# feeding time/poo times/ect.....



## Looney (Sep 28, 2011)

so, we had the little guy going poo in the am and he'd be fine till 3:30 when i get home.....
my dad left after 2 months so this may have something to do with it emotionally.
also i swapped him to RAW food. He loves it.
monday, he poo'd in crate i was expecting it since he hadn't poo'd in the am before work.
tuesday, wife stayed home an extra hour and he poo'd for her came home no accidents.
wednesday (today) he did not poo for her so i'm expecting an accident when i get home at 3:30......no biggie
i've been feeding him within 1 hour his meal in 2 seperate sittings so he doesn't wolf it ALL down at once.

so i was thinking that maybe i 'll start feeding him 2 in the hour either evening like 2 hours prior to bed or in the am before i leave and he goes in the crate.?.?

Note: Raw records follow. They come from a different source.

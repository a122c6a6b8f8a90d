// SPDX-License-Identifier: BUSL-1.1
// Copyright (c) 2026 Alfred Jean LLC

// Allow panic!/unwrap/expect in test code
#![cfg_attr(test, allow(clippy::panic))]
#![cfg_attr(test, allow(clippy::unwrap_used))]
#![cfg_attr(test, allow(clippy::expect_used))]

//! strata - declarative migrations for cluster resources

mod cluster;
mod commands;
mod config;
mod output;

use anyhow::Result;
use clap::{Parser, Subcommand};
use commands::{apply, gen, init, show};
use std::path::PathBuf;
use tracing_subscriber::EnvFilter;

#[derive(Parser)]
#[command(
    name = "strata",
    version,
    about = "Declarative, versioned migrations for cluster resources"
)]
struct Cli {
    /// Path to the tool configuration file
    #[arg(short = 'c', long = "config", global = true, default_value = "strata.yaml")]
    config: PathBuf,

    #[command(subcommand)]
    command: Commands,
}

#[derive(Subcommand)]
enum Commands {
    /// Create a starter configuration and migrations directory
    Init,
    /// Generate the next migration file for a topic
    Gen(gen::GenArgs),
    /// Apply pending migrations
    Apply(apply::ApplyArgs),
    /// Show the current state of a topic
    Current(show::ShowArgs),
    /// Show the applied-migration history of a topic
    History(show::ShowArgs),
}

fn main() {
    tracing_subscriber::fmt()
        .with_env_filter(EnvFilter::from_default_env())
        .with_writer(std::io::stderr)
        .init();

    if let Err(e) = run() {
        eprintln!("Error: {}", format_error(&e));
        std::process::exit(1);
    }
}

/// Format an anyhow error, deduplicating the chain.
///
/// Typed errors here usually embed their cause in their own message, so
/// printing the whole chain would repeat it. The chain is only rendered
/// when it adds information.
fn format_error(err: &anyhow::Error) -> String {
    let top = err.to_string();
    let chain_redundant = err
        .chain()
        .skip(1)
        .all(|cause| top.contains(&cause.to_string()));
    if chain_redundant {
        return top;
    }

    let mut out = top;
    for cause in err.chain().skip(1) {
        out.push_str(&format!("\n  caused by: {cause}"));
    }
    out
}

fn run() -> Result<()> {
    let cli = Cli::parse();
    match cli.command {
        Commands::Init => init::run(&cli.config),
        Commands::Gen(args) => gen::run(&cli.config, &args),
        Commands::Apply(args) => apply::run(&cli.config, &args),
        Commands::Current(args) => show::current(&cli.config, &args),
        Commands::History(args) => show::history(&cli.config, &args),
    }
}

any USEFUL help is welcome, if you don't have something constructive to say, DON'T!!!! 

thanks.

i'll work it out eventually i'm sure. also he gets a decent amount of treats (chicken,turkey burger..e.ct) throughout our tie together for training and good boy treats and all that jazz.


----------



## Suliko (Sep 17, 2011)

*Looney*, I have noticed that my little Pacsirta poops more during the first half of the day. We let her out early in the morning before breakfast - she poops. Then they eat, let her out in about 40 mins - an hour after the breakfast (15-20 min rule doesn't apply to her) - she poops. How long is little cutie Laszlo in the crate during the day while you're at work? Could you feed him earlier to make sure he goes before you leave? I have this bowl that divides food in little sections because both girls could eat their meals under 3 seconds if I let them! 

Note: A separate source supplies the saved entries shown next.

// SPDX-License-Identifier: BUSL-1.1
// Copyright (c) 2026 Alfred Jean LLC

//! Operation strategies
//!
//! Each migration file selects exactly one terminal action; there is no
//! shared transition between the three kinds. Unknown kinds never reach
//! this module: declaration parsing already rejected them.

mod create;
mod patch;
mod remove;

use crate::error::ExecuteError;
use strata_broker::Admin;
use strata_core::OperationKind;
use strata_declaration::MigrationDeclaration;

/// The strategy for one operation kind.
#[derive(Debug, Clone, Copy, PartialEq, Eq)]
pub enum Strategy {
    Create,
    Patch,
    Remove,
}

impl Strategy {
    /// Pure dispatch from the declaration's operation kind.
    pub fn of(declaration: &MigrationDeclaration) -> Strategy {
        match declaration.operation {
            OperationKind::Create => Strategy::Create,
            OperationKind::Patch => Strategy::Patch,
            OperationKind::Remove => Strategy::Remove,
        }
    }

    /// Apply the declaration to the cluster.
    pub fn execute<A: Admin>(
        &self,
        declaration: &MigrationDeclaration,
        admin: &A,
    ) -> Result<(), ExecuteError> {
        match self {
            Strategy::Create => create::execute(declaration, admin),
            Strategy::Patch => patch::execute(declaration, admin),
            Strategy::Remove => remove::execute(declaration, admin),
        }
    }
}

/// Render the declaration's config entries the way the admin API wants
/// them.
fn config_entries(declaration: &MigrationDeclaration) -> std::collections::BTreeMap<String, String> {
    declaration
        .config
        .iter()
        .map(|(key, value)| (key.clone(), value.machine_string()))
        .collect()
}

#[cfg(test)]
#[path = "strategy_tests.rs"]
mod tests;
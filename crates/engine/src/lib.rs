// SPDX-License-Identifier: BUSL-1.1
// Copyright (c) 2026 Alfred Jean LLC

// Allow panic!/unwrap/expect in test code
#![cfg_attr(test, allow(clippy::panic))]
#![cfg_attr(test, allow(clippy::unwrap_used))]
#![cfg_attr(test, allow(clippy::expect_used))]

//! strata-engine: strategy execution and the migration loop
//!
//! One strategy per operation kind, selected by a pure dispatch on the
//! declaration; the orchestrator walks each resource's pending
//! declarations in ascending version order, executes the strategy
//! against the cluster's admin capability and commits the result to the
//! store. Any failure stops that resource's run: versions already
//! committed stay committed, and re-running resumes from the next
//! version.

mod error;
mod orchestrator;
mod strategy;

pub use error::{ExecuteError, MigrateError};
pub use orchestrator::Orchestrator;
pub use strategy::Strategy;
//! Help and version output

use crate::prelude::*;
use tempfile::tempdir;

#[test]
fn help_lists_subcommands() {
    let dir = tempdir().unwrap();
    let assert = strata(dir.path()).arg("--help").assert().success();
    let stdout = String::from_utf8(assert.get_output().stdout.clone()).unwrap();
    for subcommand in ["init", "gen", "apply", "current", "history"] {
        assert!(stdout.contains(subcommand), "missing '{subcommand}' in help");
    }
}

#[test]
fn version_prints_tool_version() {
    let dir = tempdir().unwrap();
    let assert = strata(dir.path()).arg("--version").assert().success();
    let stdout = String::from_utf8(assert.get_output().stdout.clone()).unwrap();
    assert!(stdout.contains("strata"));
}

From my experience, my both girls have never pooped in the crate. Sophie has had two diarrhea accidents in the house so far since puppyhood. Sophie was a crate pee-er, and Pacsirta only has had few accidents around the house, not crate. So, from what I have seen, I believe that pooping in the crate is really not common, and possibly only because he really, really has to go. I hope there isn't any underlying health issue. He might be stressed out, missing your dad.


----------



## jld640 (Sep 29, 2010)

The other thing you can do in the morning (if you are not doing it already) is take him for a quick walk around the block. You're not looking for exercise, per se, more the joggling and moving of muscles to get him to poop. Savannah's morning walks vary in length from a big circle at the top of the driveway and back to the yard to a trip around the block.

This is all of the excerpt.